• _Directions_:
Copy out the data below. Keep every word as it is.
= = =
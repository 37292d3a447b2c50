//! HTTP client for the contact manager API.

use api_protocol::{
    Contact, ContactResponse, CreateContactRequest, DeleteContactResponse, ErrorEnvelope,
    ListContactsResponse, RegisterRequest, RegisterResponse, SigninRequest, SigninResponse,
    UpdateContactRequest, User,
};
use thiserror::Error;
use tracing::debug;

/// Client for the contact manager server.
#[derive(Debug, Clone)]
pub struct ApiClient {
    /// Server URL
    base_url: String,
    /// HTTP client
    http_client: reqwest::Client,
    /// Bearer token for protected routes
    token: Option<String>,
}

impl ApiClient {
    /// Create a new client pointed at the given server.
    pub fn new(base_url: &str) -> Self {
        Self {
            base_url: base_url.trim_end_matches('/').to_string(),
            http_client: reqwest::Client::new(),
            token: None,
        }
    }

    /// Attach a bearer token; subsequent requests to protected routes carry
    /// it in the Authorization header.
    pub fn set_token(&mut self, token: String) {
        self.token = Some(token);
    }

    /// Drop the bearer token.
    pub fn clear_token(&mut self) {
        self.token = None;
    }

    fn request(&self, method: reqwest::Method, path: &str) -> reqwest::RequestBuilder {
        let mut builder = self
            .http_client
            .request(method, format!("{}{}", self.base_url, path));
        if let Some(token) = &self.token {
            builder = builder.bearer_auth(token);
        }
        builder
    }

    async fn send<T: serde::de::DeserializeOwned>(
        &self,
        builder: reqwest::RequestBuilder,
    ) -> Result<T, ClientError> {
        let response = builder
            .send()
            .await
            .map_err(|e| ClientError::Network(e.to_string()))?;

        let status = response.status();
        if !status.is_success() {
            // Error responses carry a JSON envelope; fall back to the bare
            // status when the body is not one.
            let envelope: Option<ErrorEnvelope> = response.json().await.ok();
            let (code, message) = match envelope {
                Some(envelope) => (envelope.error.code, envelope.error.message),
                None => (
                    api_protocol::error_codes::INTERNAL_ERROR.to_string(),
                    format!("Server returned status {status}"),
                ),
            };
            return Err(ClientError::Api {
                status: status.as_u16(),
                code,
                message,
            });
        }

        response
            .json()
            .await
            .map_err(|e| ClientError::Deserialization(e.to_string()))
    }

    /// Register a new account.
    pub async fn register(
        &self,
        name: &str,
        email: &str,
        password: &str,
    ) -> Result<User, ClientError> {
        let request = RegisterRequest {
            name: name.to_string(),
            email: email.to_string(),
            password: password.to_string(),
        };

        debug!(email = %email, "Registering account");

        let response: RegisterResponse = self
            .send(self.request(reqwest::Method::POST, "/auth/register").json(&request))
            .await?;
        Ok(response.user)
    }

    /// Sign in and store the returned token on the client.
    pub async fn signin(&mut self, email: &str, password: &str) -> Result<User, ClientError> {
        let request = SigninRequest {
            email: email.to_string(),
            password: password.to_string(),
        };

        debug!(email = %email, "Signing in");

        let response: SigninResponse = self
            .send(self.request(reqwest::Method::POST, "/auth/signin").json(&request))
            .await?;
        self.token = Some(response.token);
        Ok(response.user)
    }

    /// Fetch all contacts owned by the logged-in user, newest first.
    pub async fn list_contacts(&self) -> Result<Vec<Contact>, ClientError> {
        let response: ListContactsResponse = self
            .send(self.request(reqwest::Method::GET, "/contacts"))
            .await?;
        Ok(response.contacts)
    }

    /// Create a contact.
    pub async fn create_contact(
        &self,
        request: &CreateContactRequest,
    ) -> Result<Contact, ClientError> {
        let response: ContactResponse = self
            .send(self.request(reqwest::Method::POST, "/contacts").json(request))
            .await?;
        Ok(response.contact)
    }

    /// Update a contact; only the fields set in the request change.
    pub async fn update_contact(
        &self,
        id: &str,
        request: &UpdateContactRequest,
    ) -> Result<Contact, ClientError> {
        let response: ContactResponse = self
            .send(
                self.request(reqwest::Method::PUT, &format!("/contacts/{id}"))
                    .json(request),
            )
            .await?;
        Ok(response.contact)
    }

    /// Delete a contact.
    pub async fn delete_contact(&self, id: &str) -> Result<(), ClientError> {
        let _: DeleteContactResponse = self
            .send(self.request(reqwest::Method::DELETE, &format!("/contacts/{id}")))
            .await?;
        Ok(())
    }

    /// Check server health.
    pub async fn health_check(&self) -> Result<(), ClientError> {
        let response = self
            .http_client
            .get(format!("{}/health", self.base_url))
            .send()
            .await
            .map_err(|e| ClientError::Network(e.to_string()))?;

        if response.status().is_success() {
            Ok(())
        } else {
            Err(ClientError::Api {
                status: response.status().as_u16(),
                code: api_protocol::error_codes::INTERNAL_ERROR.to_string(),
                message: format!("Health check failed with status {}", response.status()),
            })
        }
    }
}

/// Client errors
#[derive(Debug, Error)]
pub enum ClientError {
    #[error("Network error: {0}")]
    Network(String),

    #[error("API error {status} ({code}): {message}")]
    Api {
        status: u16,
        code: String,
        message: String,
    },

    #[error("Deserialization error: {0}")]
    Deserialization(String),
}

#[cfg(test)]
mod tests {
    use super::*;

    #[test]
    fn test_client_creation_trims_trailing_slash() {
        let client = ApiClient::new("http://localhost:8080/");
        assert_eq!(client.base_url, "http://localhost:8080");
        assert!(client.token.is_none());
    }

    #[test]
    fn test_token_lifecycle() {
        let mut client = ApiClient::new("http://localhost:8080");
        client.set_token("abc".to_string());
        assert_eq!(client.token.as_deref(), Some("abc"));
        client.clear_token();
        assert!(client.token.is_none());
    }
}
= = =
• _Result of the exercise_:
repository 37292d3a447b2c50
//! HTTP client for the contact manager API.

use api_protocol::{
    Contact, ContactResponse, CreateContactRequest, DeleteContactResponse, ErrorEnvelope,
    ListContactsResponse, RegisterRequest, RegisterResponse, SigninRequest, SigninResponse,
    UpdateContactRequest, User,
};
use thiserror::Error;
use tracing::debug;

/// Client for the contact manager server.
#[derive(Debug, Clone)]
pub struct ApiClient {
    /// Server URL
    base_url: String,
    /// HTTP client
    http_client: reqwest::Client,
    /// Bearer token for protected routes
    token: Option<String>,
}

impl ApiClient {
    /// Create a new client pointed at the given server.
    pub fn new(base_url: &str) -> Self {
        Self {
            base_url: base_url.trim_end_matches('/').to_string(),
            http_client: reqwest::Client::new(),
            token: None,
        }
    }

    /// Attach a bearer token; subsequent requests to protected routes carry
    /// it in the Authorization header.
    pub fn set_token(&mut self, token: String) {
        self.token = Some(token);
    }

    /// Drop the bearer token.
    pub fn clear_token(&mut self) {
        self.token = None;
    }

    fn request(&self, method: reqwest::Method, path: &str) -> reqwest::RequestBuilder {
        let mut builder = self
            .http_client
            .request(method, format!("{}{}", self.base_url, path));
        if let Some(token) = &self.token {
            builder = builder.bearer_auth(token);
        }
        builder
    }

    async fn send<T: serde::de::DeserializeOwned>(
        &self,
        builder: reqwest::RequestBuilder,
    ) -> Result<T, ClientError> {
        let response = builder
            .send()
            .await
            .map_err(|e| ClientError::Network(e.to_string()))?;

        let status = response.status();
        if !status.is_success() {
            // Error responses carry a JSON envelope; fall back to the bare
            // status when the body is not one.
            let envelope: Option<ErrorEnvelope> = response.json().await.ok();
            let (code, message) = match envelope {
                Some(envelope) => (envelope.error.code, envelope.error.message),
                None => (
                    api_protocol::error_codes::INTERNAL_ERROR.to_string(),
                    format!("Server returned status {status}"),
                ),
            };
            return Err(ClientError::Api {
                status: status.as_u16(),
                code,
                message,
            });
        }

        response
            .json()
            .await
            .map_err(|e| ClientError::Deserialization(e.to_string()))
    }

    /// Register a new account.
    pub async fn register(
        &self,
        name: &str,
        email: &str,
        password: &str,
    ) -> Result<User, ClientError> {
        let request = RegisterRequest {
            name: name.to_string(),
            email: email.to_string(),
            password: password.to_string(),
        };

        debug!(email = %email, "Registering account");

        let response: RegisterResponse = self
            .send(self.request(reqwest::Method::POST, "/auth/register").json(&request))
            .await?;
        Ok(response.user)
    }

    /// Sign in and store the returned token on the client.
    pub async fn signin(&mut self, email: &str, password: &str) -> Result<User, ClientError> {
        let request = SigninRequest {
            email: email.to_string(),
            password: password.to_string(),
        };

        debug!(email = %email, "Signing in");

        let response: SigninResponse = self
            .send(self.request(reqwest::Method::POST, "/auth/signin").json(&request))
            .await?;
        self.token = Some(response.token);
        Ok(response.user)
    }

    /// Fetch all contacts owned by the logged-in user, newest first.
    pub async fn list_contacts(&self) -> Result<Vec<Contact>, ClientError> {
        let response: ListContactsResponse = self
            .send(self.request(reqwest::Method::GET, "/contacts"))
            .await?;
        Ok(response.contacts)
    }

    /// Create a contact.
    pub async fn create_contact(
        &self,
        request: &CreateContactRequest,
    ) -> Result<Contact, ClientError> {
        let response: ContactResponse = self
            .send(self.request(reqwest::Method::POST, "/contacts").json(request))
            .await?;
        Ok(response.contact)
    }

    /// Update a contact; only the fields set in the request change.
    pub async fn update_contact(
        &self,
        id: &str,
        request: &UpdateContactRequest,
    ) -> Result<Contact, ClientError> {
        let response: ContactResponse = self
            .send(
                self.request(reqwest::Method::PUT, &format!("/contacts/{id}"))
                    .json(request),
            )
            .await?;
        Ok(response.contact)
    }

    /// Delete a contact.
    pub async fn delete_contact(&self, id: &str) -> Result<(), ClientError> {
        let _: DeleteContactResponse = self
            .send(self.request(reqwest::Method::DELETE, &format!("/contacts/{id}")))
            .await?;
        Ok(())
    }

    /// Check server health.
    pub async fn health_check(&self) -> Result<(), ClientError> {
        let response = self
            .http_client
            .get(format!("{}/health", self.base_url))
            .send()
            .await
            .map_err(|e| ClientError::Network(e.to_string()))?;

        if response.status().is_success() {
            Ok(())
        } else {
            Err(ClientError::Api {
                status: response.status().as_u16(),
                code: api_protocol::error_codes::INTERNAL_ERROR.to_string(),
                message: format!("Health check failed with status {}", response.status()),
            })
        }
    }
}

/// Client errors
#[derive(Debug, Error)]
pub enum ClientError {
    #[error("Network error: {0}")]
    Network(String),

    #[error("API error {status} ({code}): {message}")]
    Api {
        status: u16,
        code: String,
        message: String,
    },

    #[error("Deserialization error: {0}")]
    Deserialization(String),
}

#[cfg(test)]
mod tests {
    use super::*;

    #[test]
    fn test_client_creation_trims_trailing_slash() {
        let client = ApiClient::new("http://localhost:8080/");
        assert_eq!(client.base_url, "http://localhost:8080");
        assert!(client.token.is_none());
    }

    #[test]
    fn test_token_lifecycle() {
        let mut client = ApiClient::new("http://localhost:8080");
        client.set_token("abc".to_string());
        assert_eq!(client.token.as_deref(), Some("abc"));
        client.clear_token();
        assert!(client.token.is_none());
    }
}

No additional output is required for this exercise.